Aine Harrington
DISGRACED senior Scottish civil servant George Pottinger, jailed for corruption and conspiracy during the infamous 1970s Poulson scandal, has died aged 81.
Pottinger collapsed during a game of tennis last Thursday at a friend's house close to his home in Balsham, near Cambridge.
The distinguished civil servant was being talked of as a future candidate for head of the Scottish Office before his fall from grace in 1974, when he was sentenced to five years, later reduced to four on appeal, during the Poulson case.
Pottinger was jailed for taking #30,000 worth of bribes in the shape of holidays, cars, Savile Row suits, and help with the purchase of his palatial Edinburgh house, from the corrupt millionaire architect John Poulson.
The Poulson case led to the resignations of then Home Secretary and Edward Heath's deputy Prime Minister Reginald Maudling and the jailing of the Newcastle city councillor leader T. Dan Smith.

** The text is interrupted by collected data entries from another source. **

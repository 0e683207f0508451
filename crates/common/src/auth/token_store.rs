//! Encrypted token persistence
//!
//! [`TokenStore`] owns the mapping between decrypted [`TokenRecord`]s and
//! the encrypted rows held by a [`TokenRepository`]. It also performs the
//! provider-facing halves of refresh and revocation, and writes the matching
//! audit events.
//!
//! Concurrency is not handled here: two concurrent `refresh` calls for the
//! same principal hit the provider twice. Callers that need de-duplication
//! go through [`super::lifecycle::TokenLifecycleManager`].

use std::sync::Arc;

use chrono::{Duration, Utc};
use parking_lot::RwLock;
use serde_json::json;
use tracing::{debug, info, warn};

use super::audit::{AuditEventType, AuditTrail};
use super::error::{AuthError, AuthResult};
use super::traits::IdentityProvider;
use super::types::{EncryptedTokenRow, ProviderTokens, ScopeSet, TokenRecord, TokenSecrets};
use crate::crypto::TokenCipher;
use crate::error::ErrorClassification;
use crate::storage::{TokenFilter, TokenRepository};

/// Encrypted token persistence for one identity provider
pub struct TokenStore {
    repository: Arc<dyn TokenRepository>,
    cipher: RwLock<Arc<TokenCipher>>,
    provider: Arc<dyn IdentityProvider>,
    audit: AuditTrail,
}

impl TokenStore {
    /// Create a store
    pub fn new(
        repository: Arc<dyn TokenRepository>,
        cipher: TokenCipher,
        provider: Arc<dyn IdentityProvider>,
        audit: AuditTrail,
    ) -> Self {
        Self { repository, cipher: RwLock::new(Arc::new(cipher)), provider, audit }
    }

    /// Provider label written to every row
    #[must_use]
    pub fn provider_name(&self) -> &str {
        self.provider.provider_name()
    }

    /// Backing repository (used by key rotation)
    #[must_use]
    pub fn repository(&self) -> Arc<dyn TokenRepository> {
        Arc::clone(&self.repository)
    }

    /// Cipher currently used for reads and writes
    #[must_use]
    pub fn cipher(&self) -> Arc<TokenCipher> {
        self.cipher.read().clone()
    }

    /// Swap the cipher after a key rotation
    pub fn replace_cipher(&self, cipher: TokenCipher) {
        info!(fingerprint = cipher.key_fingerprint(), "Token cipher replaced");
        *self.cipher.write() = Arc::new(cipher);
    }

    /// Audit trail shared with the rest of the stack
    #[must_use]
    pub fn audit(&self) -> &AuditTrail {
        &self.audit
    }

    /// Encrypt and upsert tokens for `principal_id`
    ///
    /// # Errors
    /// Returns `Storage` if serialization or the upsert fails.
    pub async fn store(
        &self,
        principal_id: &str,
        tokens: &ProviderTokens,
    ) -> AuthResult<TokenRecord> {
        let record = self.persist(principal_id, tokens).await?;
        self.audit
            .record(
                Some(principal_id),
                AuditEventType::TokenStored,
                json!({
                    "expires_at": record.expires_at.to_rfc3339(),
                    "scope": record.scope.to_string(),
                    "has_refresh_token": record.refresh_token.is_some(),
                }),
            )
            .await;
        Ok(record)
    }

    /// Return the stored record, refreshing it first when already expired
    ///
    /// # Errors
    /// Returns the refresh failure when the record is expired and cannot be
    /// refreshed (including `InvalidGrant` when no refresh token is stored).
    pub async fn get(&self, principal_id: &str) -> AuthResult<Option<TokenRecord>> {
        match self.load(principal_id).await? {
            Some(record) if record.is_expired_at(Utc::now()) => {
                debug!(principal_id, "Stored access token expired, refreshing");
                self.refresh(principal_id).await.map(Some)
            }
            other => Ok(other),
        }
    }

    /// Decrypt the stored record without any refresh side effect
    ///
    /// # Errors
    /// `DecryptionError` when the row cannot be authenticated, `Storage` on
    /// repository failure.
    pub async fn load(&self, principal_id: &str) -> AuthResult<Option<TokenRecord>> {
        let Some(row) = self.repository.get(principal_id, self.provider_name()).await? else {
            return Ok(None);
        };
        self.decrypt_row(&row).map(Some)
    }

    /// Redeem the stored refresh token and persist the new tokens
    ///
    /// When the provider does not return a new refresh token the previous one
    /// is kept.
    ///
    /// # Errors
    /// `InvalidGrant` when nothing is stored or no refresh token is present;
    /// otherwise the provider failure.
    pub async fn refresh(&self, principal_id: &str) -> AuthResult<TokenRecord> {
        let current = self
            .load(principal_id)
            .await?
            .ok_or_else(|| AuthError::invalid_grant("no tokens stored for principal"))?;
        let refresh_token = current
            .refresh_token
            .clone()
            .ok_or_else(|| AuthError::invalid_grant("no refresh token available"))?;

        match self.provider.refresh_tokens(&refresh_token).await {
            Ok(mut tokens) => {
                if tokens.refresh_token.is_none() {
                    tokens.refresh_token = Some(refresh_token);
                }
                let record = self.persist(principal_id, &tokens).await?;
                info!(principal_id, expires_at = %record.expires_at, "Access token refreshed");
                self.audit
                    .record(
                        Some(principal_id),
                        AuditEventType::TokenRefreshed,
                        json!({ "expires_at": record.expires_at.to_rfc3339() }),
                    )
                    .await;
                Ok(record)
            }
            Err(e) => {
                warn!(principal_id, error = %e, retryable = e.is_retryable(), "Token refresh failed");
                self.audit
                    .record(
                        Some(principal_id),
                        AuditEventType::TokenRefreshFailed,
                        json!({ "error": e.kind().as_str() }),
                    )
                    .await;
                Err(e)
            }
        }
    }

    /// Revoke at the provider (best effort) and delete the local row
    ///
    /// Provider failures, and stored rows that can no longer be decrypted, are
    /// logged and never prevent the local delete.
    ///
    /// # Errors
    /// Only the local delete can fail the call.
    pub async fn revoke(&self, principal_id: &str) -> AuthResult<bool> {
        match self.load(principal_id).await {
            Ok(Some(record)) => {
                let token = record.refresh_token.as_deref().unwrap_or(&record.access_token);
                if let Err(e) = self.provider.revoke(token).await {
                    warn!(principal_id, error = %e, "Provider revocation failed, deleting locally");
                }
            }
            Ok(None) => {}
            Err(e) => {
                warn!(principal_id, error = %e, "Could not read tokens for provider revocation");
            }
        }

        self.delete_local(principal_id, "revoked").await
    }

    /// Delete the local row without contacting the provider
    ///
    /// # Errors
    /// Returns `Storage` on repository failure.
    pub async fn delete_local(&self, principal_id: &str, reason: &str) -> AuthResult<bool> {
        let existed = self.repository.delete(principal_id, self.provider_name()).await?;
        if existed {
            info!(principal_id, reason, "Tokens removed");
            self.audit
                .record(Some(principal_id), AuditEventType::TokenRevoked, json!({ "reason": reason }))
                .await;
        }
        Ok(existed)
    }

    /// Delete rows whose expiry is older than `grace`
    ///
    /// # Errors
    /// Returns `Storage` on repository failure.
    pub async fn sweep_expired(&self, grace: Duration) -> AuthResult<usize> {
        let cutoff = Utc::now() - grace;
        Ok(self.repository.delete_where(&TokenFilter::ExpiresBefore(cutoff)).await?)
    }

    /// Principals whose access token expires within `window`
    ///
    /// # Errors
    /// Returns `Storage` on repository failure.
    pub async fn principals_expiring_within(&self, window: Duration) -> AuthResult<Vec<String>> {
        let cutoff = Utc::now() + window;
        self.principals_matching(&TokenFilter::ExpiresBefore(cutoff)).await
    }

    /// Every principal with a stored row
    ///
    /// # Errors
    /// Returns `Storage` on repository failure.
    pub async fn principals(&self) -> AuthResult<Vec<String>> {
        self.principals_matching(&TokenFilter::All).await
    }

    async fn principals_matching(&self, filter: &TokenFilter) -> AuthResult<Vec<String>> {
        let rows = self.repository.list(filter).await?;
        Ok(rows
            .into_iter()
            .filter(|row| row.provider == self.provider_name())
            .map(|row| row.principal_id)
            .collect())
    }

    async fn persist(
        &self,
        principal_id: &str,
        tokens: &ProviderTokens,
    ) -> AuthResult<TokenRecord> {
        let now = Utc::now();
        let secrets = TokenSecrets {
            access_token: tokens.access_token.clone(),
            refresh_token: tokens.refresh_token.clone(),
            token_type: tokens.token_type.clone(),
            scope: tokens.scope.to_string(),
        };
        let payload = serde_json::to_vec(&secrets)?;
        let ciphertext = self.cipher().encrypt(&payload)?;

        self.repository
            .upsert(EncryptedTokenRow {
                principal_id: principal_id.to_string(),
                provider: self.provider_name().to_string(),
                ciphertext,
                expires_at: tokens.expires_at,
                updated_at: now,
            })
            .await?;

        Ok(TokenRecord {
            principal_id: principal_id.to_string(),
            provider: self.provider_name().to_string(),
            access_token: tokens.access_token.clone(),
            refresh_token: tokens.refresh_token.clone(),
            token_type: tokens.token_type.clone(),
            scope: tokens.scope.clone(),
            expires_at: tokens.expires_at,
            updated_at: now,
        })
    }

    fn decrypt_row(&self, row: &EncryptedTokenRow) -> AuthResult<TokenRecord> {
        let plaintext = self.cipher().decrypt(&row.ciphertext)?;
        let secrets: TokenSecrets = serde_json::from_slice(&plaintext)
            .map_err(|e| AuthError::decryption(format!("token payload is corrupt: {e}")))?;

        Ok(TokenRecord {
            principal_id: row.principal_id.clone(),
            provider: row.provider.clone(),
            access_token: secrets.access_token.clone(),
            refresh_token: secrets.refresh_token.clone(),
            token_type: secrets.token_type.clone(),
            scope: ScopeSet::parse(&secrets.scope),
            expires_at: row.expires_at,
            updated_at: row.updated_at,
        })
    }
}

impl std::fmt::Debug for TokenStore {
    fn fmt(&self, f: &mut std::fmt::Formatter<'_>) -> std::fmt::Result {
        f.debug_struct("TokenStore")
            .field("provider", &self.provider_name())
            .field("cipher", &self.cipher())
            .finish_non_exhaustive()
    }
}
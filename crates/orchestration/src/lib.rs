//! Campaign execution: resolves recipients, gates, dispatches, records
//! receipts, and reconciles provider status callbacks.

#![warn(clippy::unwrap_used)]

pub mod engine;
pub mod inbound;
pub mod reconciler;
pub mod recorder;
pub mod resolver;
pub mod runner;
pub mod stats;
pub mod trigger;

pub use engine::CampaignEngine;
pub use inbound::InboundHandler;
pub use reconciler::StatusReconciler;
pub use recorder::ReceiptRecorder;
pub use resolver::RecipientResolver;
pub use runner::{CampaignRunner, CancelToken, RunnerSettings};
pub use stats::delivery_stats;
pub use trigger::trigger_topic;
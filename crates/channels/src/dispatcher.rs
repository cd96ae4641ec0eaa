//! Dispatcher: sends one message through the provider under a retry policy.

use crate::provider::{ProviderError, SendProvider, SendRequest};
use campaign_core::config::RunnerConfig;
use std::sync::Arc;
use std::time::{Duration, Instant};
use tracing::{debug, warn};

pub const REASON_MAX_RETRIES: &str = "max retries reached";

/// Fixed-delay retry for transient provider failures.
#[derive(Debug, Clone, Copy, PartialEq, Eq)]
pub struct RetryPolicy {
    pub max_attempts: u32,
    pub delay: Duration,
}

impl RetryPolicy {
    pub fn from_config(config: &RunnerConfig) -> Self {
        Self {
            max_attempts: config.max_attempts,
            delay: config.retry_delay(),
        }
    }
}

impl Default for RetryPolicy {
    fn default() -> Self {
        Self {
            max_attempts: 3,
            delay: Duration::from_secs(1),
        }
    }
}

#[derive(Debug, Clone, PartialEq, Eq)]
pub enum DispatchOutcome {
    Sent {
        provider_message_id: String,
        attempts: u32,
    },
    Failed {
        reason: String,
        attempts: u32,
    },
}

impl DispatchOutcome {
    pub fn attempts(&self) -> u32 {
        match self {
            DispatchOutcome::Sent { attempts, .. } | DispatchOutcome::Failed { attempts, .. } => {
                *attempts
            }
        }
    }
}

pub struct Dispatcher {
    provider: Arc<dyn SendProvider>,
    policy: RetryPolicy,
}

impl Dispatcher {
    pub fn new(provider: Arc<dyn SendProvider>, policy: RetryPolicy) -> Self {
        Self { provider, policy }
    }

    pub fn policy(&self) -> RetryPolicy {
        self.policy
    }

    /// Send `request`, retrying transient errors up to the policy's attempt
    /// budget. Permanent errors end the dispatch at once.
    pub async fn dispatch(&self, request: &SendRequest) -> DispatchOutcome {
        let max_attempts = self.policy.max_attempts.max(1);
        let start = Instant::now();

        for attempt in 1..=max_attempts {
            metrics::counter!("dispatch.attempts", "provider" => self.provider.name()).increment(1);

            match self.provider.send(request).await {
                Ok(provider_message_id) => {
                    metrics::histogram!("dispatch.latency_ms")
                        .record(start.elapsed().as_secs_f64() * 1000.0);
                    debug!(
                        to = %request.to,
                        provider_message_id = %provider_message_id,
                        attempt,
                        "Message dispatched"
                    );
                    return DispatchOutcome::Sent {
                        provider_message_id,
                        attempts: attempt,
                    };
                }
                Err(ProviderError::Permanent(message)) => {
                    warn!(to = %request.to, attempt, error = %message, "Provider rejected message");
                    metrics::counter!("dispatch.failures", "kind" => "permanent").increment(1);
                    return DispatchOutcome::Failed {
                        reason: format!("rejected by provider: {message}"),
                        attempts: attempt,
                    };
                }
                Err(ProviderError::Transient(message)) => {
                    warn!(
                        to = %request.to,
                        attempt,
                        max_attempts,
                        error = %message,
                        "Send attempt failed"
                    );
                    if attempt < max_attempts {
                        tokio::time::sleep(self.policy.delay).await;
                    }
                }
            }
        }

        metrics::counter!("dispatch.failures", "kind" => "exhausted").increment(1);
        DispatchOutcome::Failed {
            reason: REASON_MAX_RETRIES.to_string(),
            attempts: max_attempts,
        }
    }
}
//! Send provider seam and the in-process implementations.

use async_trait::async_trait;
use campaign_core::CampaignError;
use std::collections::{BTreeMap, VecDeque};
use std::sync::Mutex;
use tracing::info;

/// One outbound message, already rendered and addressed.
#[derive(Debug, Clone, PartialEq, Eq)]
pub struct SendRequest {
    pub from: String,
    pub to: String,
    /// Provider-side content template reference, if the template has one.
    pub content_ref: Option<String>,
    /// Positional content variables; slot "1" carries the rendered text.
    pub variables: BTreeMap<String, String>,
    pub body: String,
}

impl SendRequest {
    pub fn new(
        from: impl Into<String>,
        to: impl Into<String>,
        content_ref: Option<String>,
        rendered: impl Into<String>,
    ) -> Self {
        let body = rendered.into();
        let mut variables = BTreeMap::new();
        variables.insert("1".to_string(), body.clone());
        Self {
            from: from.into(),
            to: to.into(),
            content_ref,
            variables,
            body,
        }
    }
}

#[derive(Debug, Clone, PartialEq, Eq, thiserror::Error)]
pub enum ProviderError {
    /// Worth retrying: network failure, throttling, provider 5xx.
    #[error("transient provider error: {0}")]
    Transient(String),

    /// The provider rejected the request itself; retrying will not help.
    #[error("permanent provider error: {0}")]
    Permanent(String),
}

impl ProviderError {
    pub fn is_transient(&self) -> bool {
        matches!(self, ProviderError::Transient(_))
    }

    pub fn message(&self) -> &str {
        match self {
            ProviderError::Transient(msg) | ProviderError::Permanent(msg) => msg,
        }
    }
}

impl From<ProviderError> for CampaignError {
    fn from(err: ProviderError) -> Self {
        CampaignError::Provider(err.to_string())
    }
}

/// External send API. Returns the provider's message id on acceptance.
#[async_trait]
pub trait SendProvider: Send + Sync + 'static {
    async fn send(&self, request: &SendRequest) -> Result<String, ProviderError>;

    fn name(&self) -> &'static str;
}

/// Development provider: logs the message and accepts it.
#[derive(Debug, Default)]
pub struct LogProvider;

#[async_trait]
impl SendProvider for LogProvider {
    async fn send(&self, request: &SendRequest) -> Result<String, ProviderError> {
        let message_id = format!("LOG{}", uuid::Uuid::new_v4().simple());
        info!(
            from = %request.from,
            to = %request.to,
            content_ref = ?request.content_ref,
            body = %request.body,
            message_id = %message_id,
            "Message accepted by log provider"
        );
        Ok(message_id)
    }

    fn name(&self) -> &'static str {
        "log"
    }
}

/// Provider that replays a queue of canned responses and records every
/// request. Once the queue is empty every send succeeds.
#[derive(Debug, Default)]
pub struct ScriptedProvider {
    responses: Mutex<VecDeque<Result<String, ProviderError>>>,
    requests: Mutex<Vec<SendRequest>>,
}

impl ScriptedProvider {
    pub fn new() -> Self {
        Self::default()
    }

    pub fn with_responses(
        responses: impl IntoIterator<Item = Result<String, ProviderError>>,
    ) -> Self {
        Self {
            responses: Mutex::new(responses.into_iter().collect()),
            requests: Mutex::default(),
        }
    }

    /// Fail every one of the next `count` sends with a transient error.
    pub fn failing(count: usize) -> Self {
        Self::with_responses(
            (0..count).map(|_| Err(ProviderError::Transient("connection reset".into()))),
        )
    }

    pub fn calls(&self) -> usize {
        self.requests.lock().map(|r| r.len()).unwrap_or_default()
    }

    pub fn requests(&self) -> Vec<SendRequest> {
        self.requests.lock().map(|r| r.clone()).unwrap_or_default()
    }
}

#[async_trait]
impl SendProvider for ScriptedProvider {
    async fn send(&self, request: &SendRequest) -> Result<String, ProviderError> {
        let call = match self.requests.lock() {
            Ok(mut requests) => {
                requests.push(request.clone());
                requests.len()
            }
            Err(_) => return Err(ProviderError::Transient("request log poisoned".into())),
        };
        let scripted = self.responses.lock().ok().and_then(|mut r| r.pop_front());
        scripted.unwrap_or_else(|| Ok(format!("SM{call:032}")))
    }

    fn name(&self) -> &'static str {
        "scripted"
    }
}
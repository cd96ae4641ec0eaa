//! Intelligent delivery: quiet hours, consent gating, and run throttling.

#![warn(clippy::unwrap_used)]

pub mod gate;
pub mod quiet_hours;
pub mod throttle;

pub use gate::{DeliveryGate, GateDecision};
pub use quiet_hours::is_quiet_hours;
pub use throttle::RunThrottle;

It also brought to light allegations of a UK-wide network of bribery and corruption among MPs, civil servants, councillors, and local authority officials who supplied Poulson with lucrative contracts in the1950s and 1960s.
By the late 1960s, Poulson's architecture practice was the biggest in Europe and in the 10 years preceding his downfall he paid out more than #500,000 to influence people.
Yorkshire-born Poulson, who died in 1993, first came to prominence during the 1960s in Scotland as the designer of the Aviemore ski and leisure resort.
Pottinger, then with the Scottish Development Department, was put in charge of the Aviemore scheme and this is how he first met Poulson.
Ten years after that meeting, Pottinger was serving a prison sentence for corruption, having been found guilty of accepting lavish gifts from Poulson, who was said to have believed that Pottinger used his influence to secure contracts for the Poulson practice.
Poulson also designed and built the civil servant's luxurious house ''Pelicans'', overlooking the Muirfield golf course in East Lothian, where Pottinger was a member.
Ironically, Pottinger, then Permanent Secretary at the Department of Agriculture and Fisheries at the Scottish Office, had reached the brandy and cigars stage of dinner at Muirfield in the company of two sheriffs and a High Court Judge when he was summoned to his home to speak to the Fraud Squad.
During the court hearing, a key element of the scandal emerged when Pottinger admitted Poulson also part paid the mortgage for his Gullane house ''as a gift''.
Sentencing Pottinger to jail, Mr Justice Waller said: ''You have let down the honourable service to which you belonged.''
At the time of his arrest, Pottinger had already started a parallel career as a historian and author with a history of Muirfield golf course. When released from jail, he took up his new profession of full-time author once more.
Pottinger died before seeing the publication of his latest work - a collection of biographies of famous modern Scots, called Scotland the Brave.